State-owned enterprises have been historically bloated, inefficient and susceptible to cronyism and nepotism, which undermines their innovative potential and productivity. 

 

And making matters worse, Beijing’s growing tension with the U.S. over thorny issues including tech exports and Taiwan could see fresh tariffs, economic measures or worse, a full-on invasion. 

 

A lockdown in one of Wuhan’s central districts is also the latest reminder that the economy’s growth will continue to be hampered by zero-Covid curbs.



3. Singapore’s Regulator Proposes Fresh Cryptocurrency Rules to Protect Consumers 


  • On Wednesday, the Monetary Authority of Singapore (MAS) proposed restricting retail investors from borrowing money or using credit cards to buy cryptocurrencies and from lending out their digital tokens in search of yield.

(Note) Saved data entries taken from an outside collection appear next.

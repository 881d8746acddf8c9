//! Viewport controller: the single pan/zoom transform of the canvas.
//!
//! Content coordinates map to viewport coordinates as
//! `view = content * scale + translate`. Every mutation may leave the
//! transform provisionally out of bounds; [`ViewportController::settle`]
//! is the only place bounds are enforced.

use paper_trails_protocol::{Point, RenderCommand, Size};
use serde::Serialize;

use crate::config::TimelineConfig;

/// Uniform scale plus translation, as applied to the canvas.
#[derive(Debug, Clone, Copy, PartialEq, Serialize)]
pub struct ViewTransform {
    pub translate: Point,
    pub scale: f64,
}

impl ViewTransform {
    pub const IDENTITY: ViewTransform = ViewTransform {
        translate: Point::ORIGIN,
        scale: 1.0,
    };

    /// CSS `transform` value for a canvas with `transform-origin: 0 0`.
    pub fn to_css(&self) -> String {
        format!(
            "translate({}px, {}px) scale({})",
            self.translate.x, self.translate.y, self.scale
        )
    }

    /// Factor that keeps counter-scaled labels at their on-screen size.
    pub fn inverse_scale(&self) -> f64 {
        if self.scale > 0.0 { 1.0 / self.scale } else { 1.0 }
    }

    pub fn command(&self) -> RenderCommand {
        RenderCommand::PushTransform {
            translate: self.translate,
            scale: self.scale,
        }
    }

    pub fn content_to_view(&self, p: Point) -> Point {
        Point::new(
            p.x * self.scale + self.translate.x,
            p.y * self.scale + self.translate.y,
        )
    }

    pub fn view_to_content(&self, p: Point) -> Point {
        Point::new(
            (p.x - self.translate.x) / self.scale,
            (p.y - self.translate.y) / self.scale,
        )
    }
}

impl Default for ViewTransform {
    fn default() -> Self {
        Self::IDENTITY
    }
}

/// What a settle pass produced, for the zoom percentage display.
#[derive(Debug, Clone, Copy, PartialEq, Serialize)]
pub struct SettleReport {
    pub transform: ViewTransform,
    pub zoom_percent: i32,
    /// True when content or viewport had a zero dimension and no clamping
    /// was done.
    pub degenerate: bool,
}

#[derive(Debug, Clone, PartialEq)]
pub struct ViewportController {
    scale: f64,
    translate: Point,
    content: Size,
    viewport: Size,
    min_scale: f64,
    max_scale: f64,
    zoom_step: f64,
}

impl ViewportController {
    pub fn new(config: &TimelineConfig) -> Self {
        Self {
            scale: 1.0,
            translate: Point::ORIGIN,
            content: Size::ZERO,
            viewport: Size::ZERO,
            min_scale: config.min_scale,
            max_scale: config.max_scale,
            zoom_step: config.zoom_step,
        }
    }

    pub fn scale(&self) -> f64 {
        self.scale
    }

    pub fn translate(&self) -> Point {
        self.translate
    }

    pub fn content_size(&self) -> Size {
        self.content
    }

    pub fn viewport_size(&self) -> Size {
        self.viewport
    }

    pub fn set_content_size(&mut self, size: Size) {
        self.content = size;
    }

    pub fn set_viewport_size(&mut self, size: Size) {
        self.viewport = size;
    }

    pub fn transform(&self) -> ViewTransform {
        ViewTransform {
            translate: self.translate,
            scale: self.scale,
        }
    }

    pub fn zoom_percent(&self) -> i32 {
        (self.scale * 100.0).round() as i32
    }

    pub fn view_to_content(&self, p: Point) -> Point {
        self.transform().view_to_content(p)
    }

    fn clamp_scale(&self, scale: f64) -> f64 {
        scale.max(self.min_scale).min(self.max_scale)
    }

    /// Zoom by `factor` keeping the content point under `anchor` fixed.
    /// Returns whether the scale changed.
    pub fn zoom_at(&mut self, anchor: Point, factor: f64) -> bool {
        if !factor.is_finite() || factor <= 0.0 {
            return false;
        }
        self.zoom_from(anchor, self.scale, self.translate, self.scale * factor)
    }

    /// Set the scale to `target` (clamped) relative to a base state, keeping
    /// the content point that was under `anchor` in the base state fixed.
    ///
    /// Pinch gestures zoom from the state captured when the pinch began
    /// rather than compounding per-move factors.
    pub fn zoom_from(
        &mut self,
        anchor: Point,
        base_scale: f64,
        base_translate: Point,
        target: f64,
    ) -> bool {
        if !target.is_finite() || !(base_scale > 0.0) {
            return false;
        }
        let scale = self.clamp_scale(target);
        let ratio = scale / base_scale;
        let translate = Point::new(
            anchor.x - (anchor.x - base_translate.x) * ratio,
            anchor.y - (anchor.y - base_translate.y) * ratio,
        );
        if (scale - self.scale).abs() < f64::EPSILON && translate == self.translate {
            return false;
        }
        self.scale = scale;
        self.translate = translate;
        true
    }

    pub fn zoom_in(&mut self) -> bool {
        self.zoom_at(self.viewport.center(), 1.0 + self.zoom_step)
    }

    pub fn zoom_out(&mut self) -> bool {
        self.zoom_at(self.viewport.center(), 1.0 / (1.0 + self.zoom_step))
    }

    /// Slider input: absolute zoom percentage, anchored at the viewport centre.
    pub fn set_zoom_percent(&mut self, percent: f64) -> bool {
        self.zoom_from(
            self.viewport.center(),
            self.scale,
            self.translate,
            percent / 100.0,
        )
    }

    /// Provisional pan; bounds are applied by [`Self::settle`].
    pub fn pan_by(&mut self, dx: f64, dy: f64) {
        self.translate.x += dx;
        self.translate.y += dy;
    }

    /// Provisional absolute translation, used by drags.
    pub fn set_translate(&mut self, translate: Point) {
        self.translate = translate;
    }

    /// Reconcile the transform with the visible bounds: content smaller than
    /// the viewport is centred, larger content may not leave a gap at
    /// either edge.
    pub fn settle(&mut self) -> SettleReport {
        let degenerate = self.content.is_degenerate() || self.viewport.is_degenerate();
        if degenerate {
            log::debug!("settle skipped: degenerate content or viewport");
        } else {
            self.translate = Point::new(
                settle_axis(self.translate.x, self.content.width, self.viewport.width, self.scale),
                settle_axis(
                    self.translate.y,
                    self.content.height,
                    self.viewport.height,
                    self.scale,
                ),
            );
        }
        SettleReport {
            transform: self.transform(),
            zoom_percent: self.zoom_percent(),
            degenerate,
        }
    }

    /// Back to scale 1 and no translation, then settle.
    pub fn reset(&mut self) -> SettleReport {
        self.scale = 1.0;
        self.translate = Point::ORIGIN;
        self.settle()
    }
}

fn settle_axis(translate: f64, content: f64, viewport: f64, scale: f64) -> f64 {
    let scaled = content * scale;
    if scaled <= viewport {
        (viewport - scaled) / 2.0
    } else {
        translate.min(0.0).max(viewport - scaled)
    }
}

#[cfg(test)]
mod tests {
    use super::*;

    fn controller() -> ViewportController {
        let mut vp = ViewportController::new(&TimelineConfig::default());
        vp.set_viewport_size(Size::new(800.0, 450.0));
        vp.set_content_size(Size::new(2400.0, 450.0));
        vp
    }

    fn close(a: f64, b: f64) -> bool {
        (a - b).abs() < 1e-9
    }

    #[test]
    fn scale_is_clamped_to_limits() {
        let mut vp = controller();
        assert!(vp.zoom_at(Point::new(10.0, 10.0), 100.0));
        assert_eq!(vp.scale(), 5.0);
        assert!(!vp.zoom_at(Point::new(10.0, 10.0), 2.0));
        assert!(vp.zoom_at(Point::new(10.0, 10.0), 0.0001));
        assert_eq!(vp.scale(), 0.2);
        assert!(!vp.zoom_at(Point::ORIGIN, f64::NAN));
        assert!(!vp.zoom_at(Point::ORIGIN, -1.0));
        assert_eq!(vp.scale(), 0.2);
    }

    #[test]
    fn zoom_keeps_anchor_fixed() {
        let mut vp = controller();
        vp.pan_by(-300.0, 0.0);
        let anchor = Point::new(123.0, 77.0);
        for factor in [1.1, 1.0 / 1.1, 2.5, 0.5] {
            let before = vp.view_to_content(anchor);
            vp.zoom_at(anchor, factor);
            let after = vp.view_to_content(anchor);
            assert!(close(before.x, after.x) && close(before.y, after.y), "{factor}");
        }
    }

    #[test]
    fn settle_clamps_wide_content() {
        let mut vp = controller();
        vp.set_translate(Point::new(-2000.0, 0.0));
        assert_eq!(vp.settle().transform.translate.x, -1600.0);
        vp.set_translate(Point::new(100.0, 0.0));
        assert_eq!(vp.settle().transform.translate.x, 0.0);
        vp.set_translate(Point::new(0.0, 0.0));
        assert_eq!(vp.settle().transform.translate.x, 0.0);
        vp.set_translate(Point::new(-700.0, 30.0));
        let report = vp.settle();
        assert_eq!(report.transform.translate, Point::new(-700.0, 0.0));
    }

    #[test]
    fn settle_centres_small_content() {
        let mut vp = controller();
        vp.zoom_at(Point::ORIGIN, 0.25);
        let report = vp.settle();
        // 2400 * 0.25 = 600 wide, 112.5 tall
        assert!(close(report.transform.translate.x, 100.0));
        assert!(close(report.transform.translate.y, (450.0 - 112.5) / 2.0));
        assert_eq!(report.zoom_percent, 25);
    }

    #[test]
    fn settle_is_idempotent() {
        let mut vp = controller();
        vp.zoom_at(Point::new(400.0, 225.0), 1.7);
        vp.pan_by(5000.0, -5000.0);
        let first = vp.settle();
        let second = vp.settle();
        assert_eq!(first, second);
    }

    #[test]
    fn reset_restores_identity() {
        let mut vp = controller();
        vp.zoom_at(Point::new(400.0, 225.0), 3.0);
        vp.pan_by(-123.0, 45.0);
        let report = vp.reset();
        assert_eq!(report.transform, ViewTransform::IDENTITY);
        assert_eq!(report.zoom_percent, 100);
        assert_eq!(vp.settle(), report);
    }

    #[test]
    fn degenerate_sizes_skip_clamping_but_report_zoom() {
        let mut vp = ViewportController::new(&TimelineConfig::default());
        vp.zoom_at(Point::ORIGIN, 1.5);
        vp.pan_by(999.0, 999.0);
        let report = vp.settle();
        assert!(report.degenerate);
        assert_eq!(report.zoom_percent, 150);
        assert_eq!(report.transform.translate, Point::new(999.0, 999.0));
    }

    #[test]
    fn buttons_and_slider_zoom_about_the_centre() {
        let mut vp = controller();
        let centre = Point::new(400.0, 225.0);
        let before = vp.view_to_content(centre);
        assert!(vp.zoom_in());
        assert!(close(vp.scale(), 1.1));
        assert!(vp.zoom_out());
        assert!(close(vp.scale(), 1.0));
        assert!(vp.set_zoom_percent(250.0));
        assert!(close(vp.scale(), 2.5));
        let after = vp.view_to_content(centre);
        assert!(close(before.x, after.x) && close(before.y, after.y));
    }

    #[test]
    fn css_and_inverse_scale() {
        let t = ViewTransform {
            translate: Point::new(-10.0, 5.5),
            scale: 2.0,
        };
        assert_eq!(t.to_css(), "translate(-10px, 5.5px) scale(2)");
        assert_eq!(t.inverse_scale(), 0.5);
        let p = Point::new(3.0, 4.0);
        assert_eq!(t.view_to_content(t.content_to_view(p)), p);
    }
}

  • To be fair, many of the entities which imploded in recent times had only a tenuous connection with Singapore. 

 

After a series of high-profile crypto implosions linked to the city-state, including the collapses of stablecoin terraUSD in May and the once iconic hedge fund Three Arrows Capital, Singapore’s regulators have ramped up warnings to retail investors and proposed a broader range of cryptocurrency rules to bolster consumer protection. 

 

On Wednesday, the Monetary Authority of Singapore (MAS) proposed restricting retail investors from borrowing money or using credit cards to buy cryptocurrencies and from lending out their digital tokens in search of yield.

 

Crypto exchanges are also being required to test would-be crypto buyers to check they understand risks in what it calls a “highly volatile” asset class.

 

In two consultation papers, it said “MAS strongly discourages speculation in cryptocurrencies by consumers,” and “several misconduct cases have been reported by international media, including where legal proceedings were commenced against entities that did not have sufficiently robust business conduct practices in place.”

 

To be fair, many of the entities which imploded in recent times had only a tenuous connection with Singapore. 

 

Three Arrows Capital had already shifted its contracts offshore to the British Virgin Islands and had surrendered its license to operate in Singapore well before its implosion. 

 

Others like Terraform Labs had their development teams located in Singapore, but the bulk of the alleged failures and malfeasances were committed by foreigners outside of the jurisdiction. 

 

Nevertheless, MAS has taken on a proactive role to ensure that cryptocurrencies can be interacted with safely within its jurisdiction and is looking to ensure that stablecoins, which are designed to track the value of real assets such as the dollar, must be properly backed with reserve assets pegged to the Singapore dollar or other major currencies.

 

Being well known for providing a welcoming environment for the cryptocurrency industry, Singapore is often described as a “crypto paradise” and several prominent firms have established themselves there. 

 

But regulators have sounded the alarm after a series of high-profile crypto implosions this year, without embracing the innovative and transformative benefits of blockchain technology and cryptocurrencies. 

 

That sentiment was coined in comments made by MAS,  

 

“Support for a digital asset ecosystem does not mean support for cryptocurrency speculation.” 

 

Broader proposals include requiring service providers to ensure customer assets are segregated from their own assets and adopting “good industry practices” against unfair trading, including monitoring trading activity and setting out rules governing trading.